_ENTRIES SUPPLIED_
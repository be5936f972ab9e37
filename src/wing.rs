use crate::airfoil::loaded::CoordinateRepository;
use crate::airfoil::Sampling;
use crate::algorithms::{sample_grid, Spacing};
use crate::{Result, WingError};
use assemble::{shift_reference_line, SectionAssembler};
use distribution::{AirfoilDistribution, Distribution};
use serde::{Deserialize, Serialize};
use store::GeometryStore;
use transform::GeometryTransformer;

pub mod assemble;
pub mod distribution;
pub mod store;
pub mod transform;

#[derive(Debug, Clone, Copy, PartialEq, Serialize, Deserialize)]
#[serde(default)]
pub struct WingSettings {
    /// How every airfoil section is sampled
    pub airfoil: Sampling,

    /// Chord fraction behind the leading edge that is placed on the span axis
    pub reference_fraction: f64,
}

impl Default for WingSettings {
    fn default() -> Self {
        WingSettings {
            airfoil: Sampling::default(),
            reference_fraction: 0.25,
        }
    }
}

/// Summary of the resolved chord distribution.
#[derive(Debug, Clone, Copy, PartialEq, Serialize)]
pub struct Planform {
    pub half_span: f64,
    pub root_chord: f64,
    pub tip_chord: f64,
    pub taper_ratio: f64,

    /// Mean of the chord over the span stations
    pub mean_chord: f64,
}

impl Planform {
    fn from_chords(stations: &[f64], chords: &[f64]) -> Planform {
        let root_chord = chords[0];
        let tip_chord = chords[chords.len() - 1];
        Planform {
            half_span: stations[stations.len() - 1],
            root_chord,
            tip_chord,
            taper_ratio: tip_chord / root_chord,
            mean_chord: chords.iter().sum::<f64>() / chords.len() as f64,
        }
    }
}

/// Generate `count` span stations from the root to `half_span`.
pub fn span_stations(half_span: f64, count: usize, spacing: Spacing) -> Result<Vec<f64>> {
    if !half_span.is_finite() || half_span <= 0.0 {
        return Err(WingError::InvalidStations(format!(
            "half span must be positive, got {}",
            half_span
        )));
    }
    sample_grid(count, half_span, spacing).map_err(|_| {
        WingError::InvalidStations(format!("at least 2 stations required, got {}", count))
    })
}

fn validate_stations(stations: &[f64]) -> Result<()> {
    if stations.len() < 2 {
        return Err(WingError::InvalidStations(format!(
            "at least 2 stations required, got {}",
            stations.len()
        )));
    }
    if let Some(y) = stations.iter().find(|y| !y.is_finite()) {
        return Err(WingError::InvalidStations(format!("station {} is not finite", y)));
    }
    if stations[0] < 0.0 {
        return Err(WingError::InvalidStations(format!(
            "stations start at {}, before the root",
            stations[0]
        )));
    }
    if let Some(w) = stations.windows(2).find(|w| w[1] <= w[0]) {
        return Err(WingError::InvalidStations(format!(
            "stations must be strictly increasing, {} follows {}",
            w[1], w[0]
        )));
    }
    Ok(())
}

/// A half wing described by spanwise distributions. Calling `construct` resolves the
/// distributions at the span stations and builds the surface geometry.
pub struct Wing {
    stations: Vec<f64>,
    chord: Option<Distribution>,
    twist: Option<Distribution>,
    sweep: Option<Distribution>,
    dihedral: Option<Distribution>,
    airfoil: Option<AirfoilDistribution>,
    settings: WingSettings,
    geometry: GeometryStore,
    planform: Option<Planform>,
}

impl Wing {
    pub fn new(stations: Vec<f64>) -> Result<Wing> {
        validate_stations(&stations)?;
        Ok(Wing {
            stations,
            chord: None,
            twist: None,
            sweep: None,
            dihedral: None,
            airfoil: None,
            settings: WingSettings::default(),
            geometry: GeometryStore::default(),
            planform: None,
        })
    }

    pub fn with_span(half_span: f64, count: usize, spacing: Spacing) -> Result<Wing> {
        Self::new(span_stations(half_span, count, spacing)?)
    }

    pub fn stations(&self) -> &[f64] {
        &self.stations
    }

    pub fn half_span(&self) -> f64 {
        self.stations[self.stations.len() - 1]
    }

    pub fn set_chord(&mut self, chord: Distribution) {
        self.chord = Some(chord);
    }

    /// Twist angles in radians
    pub fn set_twist(&mut self, twist: Distribution) {
        self.twist = Some(twist);
    }

    /// Sweep angles in radians, the value at a station applies to the segment outboard of it
    pub fn set_sweep(&mut self, sweep: Distribution) {
        self.sweep = Some(sweep);
    }

    /// Dihedral angles in radians, the value at a station applies to the segment outboard of it
    pub fn set_dihedral(&mut self, dihedral: Distribution) {
        self.dihedral = Some(dihedral);
    }

    pub fn set_airfoil(&mut self, airfoil: AirfoilDistribution) {
        self.airfoil = Some(airfoil);
    }

    pub fn settings(&self) -> &WingSettings {
        &self.settings
    }

    pub fn set_settings(&mut self, settings: WingSettings) {
        self.settings = settings;
    }

    pub fn set_airfoil_points(&mut self, points: usize) {
        self.settings.airfoil.points = points;
    }

    pub fn set_cosine_spacing(&mut self, cosine_spacing: bool) {
        self.settings.airfoil.spacing = Spacing::from_flag(cosine_spacing);
    }

    /// The most recently constructed geometry
    pub fn geometry(&self) -> &GeometryStore {
        &self.geometry
    }

    pub fn planform(&self) -> Option<&Planform> {
        self.planform.as_ref()
    }

    fn resolve_angles(&self, name: &str, dist: &Option<Distribution>) -> Result<Option<Vec<f64>>> {
        dist.as_ref()
            .map(|d| d.resolve(name, &self.stations))
            .transpose()
    }

    /// Build the wing surface. The new geometry replaces the previous one only when every stage
    /// succeeds; on error the previously constructed geometry is left untouched.
    pub fn construct(&mut self, repository: &dyn CoordinateRepository) -> Result<&GeometryStore> {
        self.settings.airfoil.validate()?;
        if !self.settings.reference_fraction.is_finite() {
            return Err(WingError::InvalidSettings(
                "reference fraction must be finite".to_string(),
            ));
        }

        let chord = self.chord.as_ref().ok_or(WingError::MissingDistribution("chord"))?;
        let airfoil = self.airfoil.as_ref().ok_or(WingError::MissingDistribution("airfoil"))?;

        let chords = chord.resolve("chord", &self.stations)?;
        if let Some((y, c)) = self.stations.iter().zip(chords.iter()).find(|(_, c)| **c <= 0.0) {
            return Err(WingError::InvalidDistribution {
                name: "chord".to_string(),
                reason: format!("chord {} at y = {} is not positive", c, y),
            });
        }

        let transformer = GeometryTransformer::new(
            self.resolve_angles("twist", &self.twist)?,
            self.resolve_angles("sweep", &self.sweep)?,
            self.resolve_angles("dihedral", &self.dihedral)?,
        );

        let mut assembler = SectionAssembler::new(&self.settings.airfoil, repository);
        let mut sections = assembler.assemble(&self.stations, &chords, airfoil)?;
        shift_reference_line(&mut sections, &chords, self.settings.reference_fraction);

        let mut store = GeometryStore::from_sections(sections)?;
        transformer.apply(&mut store)?;

        log::info!(
            "Constructed wing with {} stations and {} points per section",
            store.station_count(),
            store.points_per_section()
        );

        self.planform = Some(Planform::from_chords(&self.stations, &chords));
        self.geometry = store;
        Ok(&self.geometry)
    }
}
use serde::Serialize;
use std::env;
use std::error::Error;
use std::path::PathBuf;
use wing_geometry::config::WingConfig;
use wing_geometry::serialize::{section_views, ArrayView, SectionView};
use wing_geometry::wing::Planform;

#[derive(Serialize)]
#[serde(untagged)]
enum Geometry<'a> {
    Array(ArrayView),
    Sections(Vec<SectionView<'a>>),
}

#[derive(Serialize)]
struct Output<'a> {
    planform: Option<&'a Planform>,
    geometry: Geometry<'a>,
}

const USAGE: &str = "usage: wing_geometry <config.json> [--sections]";

fn main() -> Result<(), Box<dyn Error>> {
    env_logger::Builder::from_env(env_logger::Env::new().filter_or("WING_LOG", "info")).init();

    let mut path: Option<PathBuf> = None;
    let mut sections = false;
    for arg in env::args().skip(1) {
        match arg.as_str() {
            "--sections" => sections = true,
            _ if path.is_none() => path = Some(PathBuf::from(&arg)),
            _ => return Err(USAGE.into()),
        }
    }
    let path = path.ok_or(USAGE)?;

    let config = WingConfig::from_file(&path)?;
    let repository = config.repository();
    let mut wing = config.build()?;
    wing.construct(repository.as_ref())?;

    let geometry = if sections {
        Geometry::Sections(section_views(wing.geometry()))
    } else {
        Geometry::Array(ArrayView::from(wing.geometry()))
    };
    let output = Output {
        planform: wing.planform(),
        geometry,
    };
    println!("{}", serde_json::to_string(&output)?);

    Ok(())
}
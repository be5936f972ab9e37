use crate::wing::store::{GeometryStore, Section};
use crate::Result;
use itertools::Itertools;
use ncollide2d::na::Rotation2;

/// The shaping stages, in the order they are applied. Sections are rotated about their own
/// reference point before the cumulative sweep and dihedral offsets move them.
#[derive(Debug, Clone, Copy, PartialEq, Eq)]
pub enum Transformation {
    Twist,
    Sweep,
    Dihedral,
}

pub const TRANSFORMATION_ORDER: [Transformation; 3] = [
    Transformation::Twist,
    Transformation::Sweep,
    Transformation::Dihedral,
];

/// Rotate each section in its own plane by the station's twist angle in radians.
pub fn apply_twist(sections: &mut [Section], twist: &[f64]) {
    for (section, theta) in sections.iter_mut().zip(twist.iter()) {
        let rotation = Rotation2::new(*theta);
        section.points.iter_mut().for_each(|p| *p = rotation * *p);
    }
}

/// Running offsets produced by a per-segment angle: the offset at station `k` is the sum of
/// `dy * tan(angle)` over all segments between the root and `k`, where each segment uses the
/// angle of its inboard station. The per-segment deltas are independent; only the prefix sum is
/// sequential.
pub fn cumulative_offsets(stations: &[f64], angles: &[f64]) -> Vec<f64> {
    let deltas = stations
        .iter()
        .tuple_windows()
        .zip(angles.iter())
        .map(|((y0, y1), a)| (y1 - y0) * a.tan());

    std::iter::once(0.0)
        .chain(deltas.scan(0.0, |offset, d| {
            *offset += d;
            Some(*offset)
        }))
        .collect()
}

/// Move each section aft by the accumulated sweep offset.
pub fn apply_sweep(sections: &mut [Section], sweep: &[f64]) {
    let stations: Vec<f64> = sections.iter().map(|s| s.y).collect();
    let offsets = cumulative_offsets(&stations, sweep);
    for (section, dx) in sections.iter_mut().zip(offsets.iter()) {
        section.points.iter_mut().for_each(|p| p.x -= dx);
    }
}

/// Raise each section by the accumulated dihedral offset.
pub fn apply_dihedral(sections: &mut [Section], dihedral: &[f64]) {
    let stations: Vec<f64> = sections.iter().map(|s| s.y).collect();
    let offsets = cumulative_offsets(&stations, dihedral);
    for (section, dz) in sections.iter_mut().zip(offsets.iter()) {
        section.points.iter_mut().for_each(|p| p.y += dz);
    }
}

/// Resolved angle distributions for one construction pass. Stages without a distribution are
/// skipped.
#[derive(Debug, Clone, Default)]
pub struct GeometryTransformer {
    pub twist: Option<Vec<f64>>,
    pub sweep: Option<Vec<f64>>,
    pub dihedral: Option<Vec<f64>>,
}

impl GeometryTransformer {
    pub fn new(
        twist: Option<Vec<f64>>,
        sweep: Option<Vec<f64>>,
        dihedral: Option<Vec<f64>>,
    ) -> Self {
        GeometryTransformer {
            twist,
            sweep,
            dihedral,
        }
    }

    /// Apply every configured stage once, in the fixed order.
    pub fn apply(&self, store: &mut GeometryStore) -> Result<()> {
        for stage in TRANSFORMATION_ORDER {
            let values = match stage {
                Transformation::Twist => &self.twist,
                Transformation::Sweep => &self.sweep,
                Transformation::Dihedral => &self.dihedral,
            };

            if let Some(values) = values {
                log::debug!("Applying {:?} to {} sections", stage, store.station_count());
                store.update_sections(|sections| {
                    match stage {
                        Transformation::Twist => apply_twist(sections, values),
                        Transformation::Sweep => apply_sweep(sections, values),
                        Transformation::Dihedral => apply_dihedral(sections, values),
                    }
                    Ok(())
                })?;
            }
        }

        Ok(())
    }
}

#[cfg(test)]
mod tests {
    use super::*;
    use approx::assert_relative_eq;
    use ncollide2d::na::Point2;
    use rand::prelude::*;
    use std::f64::consts::FRAC_PI_2;

    fn flat_sections(stations: &[f64]) -> Vec<Section> {
        stations
            .iter()
            .map(|y| Section::new(*y, vec![Point2::new(0.0, 0.0), Point2::new(-1.0, 0.0)]))
            .collect()
    }

    #[test]
    fn test_twist_is_local_rotation() {
        let mut sections = flat_sections(&[0.0, 1.0]);
        apply_twist(&mut sections, &[0.0, FRAC_PI_2]);

        assert_relative_eq!(-1.0, sections[0].points[1].x, epsilon = 1e-12);
        assert_relative_eq!(0.0, sections[0].points[1].y, epsilon = 1e-12);

        // [[cos, -sin], [sin, cos]] takes (-1, 0) to (0, -1) at 90 degrees
        assert_relative_eq!(0.0, sections[1].points[1].x, epsilon = 1e-12);
        assert_relative_eq!(-1.0, sections[1].points[1].y, epsilon = 1e-12);
        assert_relative_eq!(0.0, sections[1].points[0].x, epsilon = 1e-12);
    }

    #[test]
    fn test_sweep_closed_form() {
        let mut rng = rand::thread_rng();
        for _ in 0..20 {
            let dy: f64 = rng.gen_range(0.1..5.0);
            let theta: f64 = rng.gen_range(-0.6..0.6);
            let count: usize = rng.gen_range(2..30);
            let stations: Vec<f64> = (0..count).map(|k| k as f64 * dy).collect();

            let mut sections = flat_sections(&stations);
            apply_sweep(&mut sections, &vec![theta; count]);

            for (k, s) in sections.iter().enumerate() {
                let expected = k as f64 * dy * theta.tan();
                assert_relative_eq!(-expected, s.points[0].x, epsilon = 1e-9);
                assert_relative_eq!(-1.0 - expected, s.points[1].x, epsilon = 1e-9);
            }
        }
    }

    #[test]
    fn test_dihedral_offsets() {
        let mut sections = flat_sections(&[0.0, 5.0, 10.0]);
        apply_dihedral(&mut sections, &[0.1, 0.1, 0.1]);

        assert_eq!(0.0, sections[0].points[0].y);
        assert_relative_eq!(5.0 * 0.1f64.tan(), sections[1].points[0].y, epsilon = 1e-12);
        assert_relative_eq!(10.0 * 0.1f64.tan(), sections[2].points[0].y, epsilon = 1e-12);
    }

    #[test]
    fn test_segment_uses_inboard_angle() {
        let offsets = cumulative_offsets(&[0.0, 1.0, 3.0], &[0.2, 0.4, 0.9]);
        assert_eq!(3, offsets.len());
        assert_relative_eq!(0.2f64.tan(), offsets[1], epsilon = 1e-12);
        assert_relative_eq!(0.2f64.tan() + 2.0 * 0.4f64.tan(), offsets[2], epsilon = 1e-12);
    }

    #[test]
    fn test_transformer_order() {
        // Twisting after the dihedral shift would rotate the raised section about the root
        let mut store = GeometryStore::from_sections(flat_sections(&[0.0, 1.0])).unwrap();
        let transformer =
            GeometryTransformer::new(Some(vec![FRAC_PI_2, FRAC_PI_2]), None, Some(vec![0.5, 0.5]));
        transformer.apply(&mut store).unwrap();

        let tip = &store.sections()[1];
        assert_relative_eq!(0.0, tip.points[0].x, epsilon = 1e-12);
        assert_relative_eq!(0.5f64.tan(), tip.points[0].y, epsilon = 1e-12);
        assert_relative_eq!(0.5f64.tan() - 1.0, tip.points[1].y, epsilon = 1e-12);
        assert_relative_eq!(0.5f64.tan(), store.array()[(2, 2)], epsilon = 1e-12);
    }
}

_INSTRUCTIONS TO FOLLOW_
All lines of the entries containing the string "rand" must be shown in full.

_TASK OUTPUT_
    use rand::prelude::*;
        let mut rng = rand::thread_rng();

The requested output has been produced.